▶ [What the task requires]: Determine how many of the lines below hold the word "OverlayManager". Give the number and nothing else.

▶ [Records]:
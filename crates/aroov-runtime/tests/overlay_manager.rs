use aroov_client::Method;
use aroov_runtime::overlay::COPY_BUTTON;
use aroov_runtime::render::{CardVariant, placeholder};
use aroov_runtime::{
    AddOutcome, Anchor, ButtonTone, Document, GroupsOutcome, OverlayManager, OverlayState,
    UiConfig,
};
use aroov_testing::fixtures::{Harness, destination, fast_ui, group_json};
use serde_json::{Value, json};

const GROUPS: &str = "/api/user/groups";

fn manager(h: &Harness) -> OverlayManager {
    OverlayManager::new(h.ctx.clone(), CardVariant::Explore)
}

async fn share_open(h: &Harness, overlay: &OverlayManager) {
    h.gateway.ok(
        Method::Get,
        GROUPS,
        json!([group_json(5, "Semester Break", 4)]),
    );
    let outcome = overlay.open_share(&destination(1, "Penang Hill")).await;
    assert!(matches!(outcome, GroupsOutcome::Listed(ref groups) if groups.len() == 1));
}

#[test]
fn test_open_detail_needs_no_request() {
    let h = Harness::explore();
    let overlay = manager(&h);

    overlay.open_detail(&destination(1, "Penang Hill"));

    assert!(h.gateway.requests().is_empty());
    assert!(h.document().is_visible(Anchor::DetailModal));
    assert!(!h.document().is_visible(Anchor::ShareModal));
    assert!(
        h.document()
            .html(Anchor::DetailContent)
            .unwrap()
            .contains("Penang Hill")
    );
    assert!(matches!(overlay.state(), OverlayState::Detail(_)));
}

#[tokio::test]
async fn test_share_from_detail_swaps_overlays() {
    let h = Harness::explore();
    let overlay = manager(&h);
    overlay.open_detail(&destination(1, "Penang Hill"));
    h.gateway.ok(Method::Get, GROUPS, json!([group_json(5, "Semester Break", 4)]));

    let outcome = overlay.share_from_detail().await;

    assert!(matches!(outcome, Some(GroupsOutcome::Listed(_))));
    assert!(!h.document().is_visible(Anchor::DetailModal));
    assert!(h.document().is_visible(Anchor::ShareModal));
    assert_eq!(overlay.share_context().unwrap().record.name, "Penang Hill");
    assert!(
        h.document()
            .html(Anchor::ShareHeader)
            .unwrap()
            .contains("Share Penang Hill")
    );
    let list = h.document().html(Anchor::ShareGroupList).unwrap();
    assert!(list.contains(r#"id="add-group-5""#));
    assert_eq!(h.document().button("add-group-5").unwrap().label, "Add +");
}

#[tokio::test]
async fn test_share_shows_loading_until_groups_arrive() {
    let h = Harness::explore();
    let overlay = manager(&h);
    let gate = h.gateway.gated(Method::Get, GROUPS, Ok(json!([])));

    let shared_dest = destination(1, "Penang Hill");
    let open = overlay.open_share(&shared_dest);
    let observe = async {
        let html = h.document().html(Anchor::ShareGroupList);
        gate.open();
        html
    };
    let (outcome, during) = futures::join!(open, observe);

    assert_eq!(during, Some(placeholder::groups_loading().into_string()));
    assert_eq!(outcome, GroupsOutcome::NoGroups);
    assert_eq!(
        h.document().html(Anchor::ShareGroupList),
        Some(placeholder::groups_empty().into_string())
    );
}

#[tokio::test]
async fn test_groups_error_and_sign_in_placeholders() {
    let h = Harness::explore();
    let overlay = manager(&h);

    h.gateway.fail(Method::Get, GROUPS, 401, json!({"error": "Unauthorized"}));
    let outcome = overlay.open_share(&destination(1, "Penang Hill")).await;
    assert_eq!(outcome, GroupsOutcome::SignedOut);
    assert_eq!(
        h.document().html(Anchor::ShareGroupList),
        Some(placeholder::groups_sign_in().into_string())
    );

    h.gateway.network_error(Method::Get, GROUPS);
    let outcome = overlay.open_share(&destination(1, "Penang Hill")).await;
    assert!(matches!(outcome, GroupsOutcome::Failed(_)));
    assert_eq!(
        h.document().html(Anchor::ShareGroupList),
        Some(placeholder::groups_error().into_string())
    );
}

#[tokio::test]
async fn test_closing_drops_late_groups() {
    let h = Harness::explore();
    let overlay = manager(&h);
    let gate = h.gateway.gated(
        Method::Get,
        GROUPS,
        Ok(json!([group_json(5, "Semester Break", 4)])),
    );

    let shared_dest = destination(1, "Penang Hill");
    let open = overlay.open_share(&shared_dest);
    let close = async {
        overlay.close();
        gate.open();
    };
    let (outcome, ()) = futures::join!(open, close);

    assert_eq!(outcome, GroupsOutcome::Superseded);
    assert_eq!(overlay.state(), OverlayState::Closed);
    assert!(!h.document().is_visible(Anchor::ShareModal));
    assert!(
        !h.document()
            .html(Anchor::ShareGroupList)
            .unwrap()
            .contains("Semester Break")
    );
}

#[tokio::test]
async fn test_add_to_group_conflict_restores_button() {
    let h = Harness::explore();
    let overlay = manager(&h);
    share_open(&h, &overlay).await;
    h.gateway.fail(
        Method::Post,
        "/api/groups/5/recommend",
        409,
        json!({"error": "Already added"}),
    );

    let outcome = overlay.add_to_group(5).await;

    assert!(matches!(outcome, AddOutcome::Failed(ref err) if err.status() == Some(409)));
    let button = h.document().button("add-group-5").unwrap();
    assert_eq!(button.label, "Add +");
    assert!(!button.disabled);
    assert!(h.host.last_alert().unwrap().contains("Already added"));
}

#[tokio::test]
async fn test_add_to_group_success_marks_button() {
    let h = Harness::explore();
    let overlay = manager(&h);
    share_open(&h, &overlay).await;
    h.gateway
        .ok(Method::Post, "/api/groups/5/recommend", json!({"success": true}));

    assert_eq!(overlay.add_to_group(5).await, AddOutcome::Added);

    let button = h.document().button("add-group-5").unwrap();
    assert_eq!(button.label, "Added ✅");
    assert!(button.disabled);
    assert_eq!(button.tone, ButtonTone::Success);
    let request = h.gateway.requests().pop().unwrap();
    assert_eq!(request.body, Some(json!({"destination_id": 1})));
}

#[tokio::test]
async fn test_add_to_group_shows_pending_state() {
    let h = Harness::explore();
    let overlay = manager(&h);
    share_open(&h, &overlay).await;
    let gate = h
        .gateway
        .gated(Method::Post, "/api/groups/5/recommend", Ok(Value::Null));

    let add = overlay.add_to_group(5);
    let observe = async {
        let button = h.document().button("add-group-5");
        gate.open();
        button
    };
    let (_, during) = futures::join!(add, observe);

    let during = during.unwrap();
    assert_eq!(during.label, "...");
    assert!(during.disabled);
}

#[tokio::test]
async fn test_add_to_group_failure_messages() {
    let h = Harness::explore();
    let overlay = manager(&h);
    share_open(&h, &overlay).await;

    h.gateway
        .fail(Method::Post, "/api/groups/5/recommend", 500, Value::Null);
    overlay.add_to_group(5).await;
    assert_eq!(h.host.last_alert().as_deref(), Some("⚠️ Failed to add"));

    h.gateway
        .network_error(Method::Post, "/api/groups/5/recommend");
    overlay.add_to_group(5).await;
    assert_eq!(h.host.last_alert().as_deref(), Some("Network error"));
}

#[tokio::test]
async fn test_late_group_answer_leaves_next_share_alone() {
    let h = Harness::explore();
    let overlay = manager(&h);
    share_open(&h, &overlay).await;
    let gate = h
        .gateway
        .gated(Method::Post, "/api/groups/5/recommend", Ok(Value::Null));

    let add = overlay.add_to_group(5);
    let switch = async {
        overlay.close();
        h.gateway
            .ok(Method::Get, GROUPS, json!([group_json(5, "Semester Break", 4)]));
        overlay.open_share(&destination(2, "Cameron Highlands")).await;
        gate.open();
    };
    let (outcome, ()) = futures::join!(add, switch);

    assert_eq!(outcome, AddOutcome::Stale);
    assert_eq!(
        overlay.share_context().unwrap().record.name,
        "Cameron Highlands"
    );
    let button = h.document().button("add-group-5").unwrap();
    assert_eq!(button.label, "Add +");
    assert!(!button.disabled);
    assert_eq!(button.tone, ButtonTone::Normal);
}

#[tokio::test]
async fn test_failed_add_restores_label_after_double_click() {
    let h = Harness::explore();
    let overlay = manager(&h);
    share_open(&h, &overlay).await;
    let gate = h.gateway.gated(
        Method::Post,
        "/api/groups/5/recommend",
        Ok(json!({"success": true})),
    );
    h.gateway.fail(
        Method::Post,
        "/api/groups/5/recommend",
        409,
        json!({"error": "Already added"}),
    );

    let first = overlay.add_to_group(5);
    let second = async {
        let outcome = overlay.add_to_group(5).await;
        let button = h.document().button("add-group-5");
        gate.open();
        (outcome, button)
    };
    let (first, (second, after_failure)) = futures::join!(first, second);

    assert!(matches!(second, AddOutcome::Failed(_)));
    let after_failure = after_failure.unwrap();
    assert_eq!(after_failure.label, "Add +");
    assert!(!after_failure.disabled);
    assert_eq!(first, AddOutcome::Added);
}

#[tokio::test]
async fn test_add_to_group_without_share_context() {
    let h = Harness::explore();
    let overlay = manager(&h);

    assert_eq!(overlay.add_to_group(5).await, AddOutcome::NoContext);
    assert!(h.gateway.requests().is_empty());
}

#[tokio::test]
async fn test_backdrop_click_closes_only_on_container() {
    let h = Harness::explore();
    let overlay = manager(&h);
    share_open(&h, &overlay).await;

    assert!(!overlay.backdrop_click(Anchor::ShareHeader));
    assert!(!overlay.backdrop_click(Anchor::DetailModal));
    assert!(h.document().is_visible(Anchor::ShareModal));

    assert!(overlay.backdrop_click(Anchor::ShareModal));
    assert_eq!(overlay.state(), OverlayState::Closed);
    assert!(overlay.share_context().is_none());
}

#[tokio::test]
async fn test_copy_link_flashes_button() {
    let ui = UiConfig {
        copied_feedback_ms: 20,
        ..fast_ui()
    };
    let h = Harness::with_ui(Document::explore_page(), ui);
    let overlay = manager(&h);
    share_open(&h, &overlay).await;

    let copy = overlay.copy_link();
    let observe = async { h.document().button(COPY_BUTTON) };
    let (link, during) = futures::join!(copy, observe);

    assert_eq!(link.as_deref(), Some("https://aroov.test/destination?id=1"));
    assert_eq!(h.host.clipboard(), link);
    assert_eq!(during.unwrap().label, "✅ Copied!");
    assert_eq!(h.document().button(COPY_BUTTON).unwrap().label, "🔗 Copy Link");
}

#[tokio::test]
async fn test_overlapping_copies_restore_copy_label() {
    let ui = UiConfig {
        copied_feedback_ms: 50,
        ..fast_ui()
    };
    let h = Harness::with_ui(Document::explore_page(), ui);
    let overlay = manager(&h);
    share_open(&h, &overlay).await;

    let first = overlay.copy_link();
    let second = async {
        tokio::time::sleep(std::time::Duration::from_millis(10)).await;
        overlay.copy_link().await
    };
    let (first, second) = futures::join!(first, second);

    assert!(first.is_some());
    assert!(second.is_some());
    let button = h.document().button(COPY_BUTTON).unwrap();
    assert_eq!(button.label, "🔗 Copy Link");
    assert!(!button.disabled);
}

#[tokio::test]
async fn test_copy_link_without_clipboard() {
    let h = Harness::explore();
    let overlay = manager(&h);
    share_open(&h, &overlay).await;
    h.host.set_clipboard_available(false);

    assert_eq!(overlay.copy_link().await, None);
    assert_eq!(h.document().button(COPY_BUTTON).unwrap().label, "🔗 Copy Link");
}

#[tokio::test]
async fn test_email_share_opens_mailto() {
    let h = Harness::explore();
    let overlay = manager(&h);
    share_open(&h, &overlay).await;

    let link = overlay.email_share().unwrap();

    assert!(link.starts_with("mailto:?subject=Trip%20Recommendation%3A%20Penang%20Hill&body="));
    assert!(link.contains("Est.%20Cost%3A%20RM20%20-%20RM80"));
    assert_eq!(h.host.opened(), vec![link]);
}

==

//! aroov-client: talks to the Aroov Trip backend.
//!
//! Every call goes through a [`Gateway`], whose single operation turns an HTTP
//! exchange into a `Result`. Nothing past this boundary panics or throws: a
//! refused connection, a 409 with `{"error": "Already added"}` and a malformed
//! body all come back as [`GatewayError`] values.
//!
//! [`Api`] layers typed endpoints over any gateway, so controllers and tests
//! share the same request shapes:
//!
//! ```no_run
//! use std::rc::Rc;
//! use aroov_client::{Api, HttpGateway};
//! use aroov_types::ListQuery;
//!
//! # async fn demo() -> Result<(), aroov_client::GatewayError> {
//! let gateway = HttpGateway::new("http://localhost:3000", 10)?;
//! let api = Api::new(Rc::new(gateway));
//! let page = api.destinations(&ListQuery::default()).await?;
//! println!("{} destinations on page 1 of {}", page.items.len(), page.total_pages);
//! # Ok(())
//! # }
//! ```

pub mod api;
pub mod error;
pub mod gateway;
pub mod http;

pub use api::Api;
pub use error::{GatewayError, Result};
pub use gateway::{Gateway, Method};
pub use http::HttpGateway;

▶ [Completed task]: 4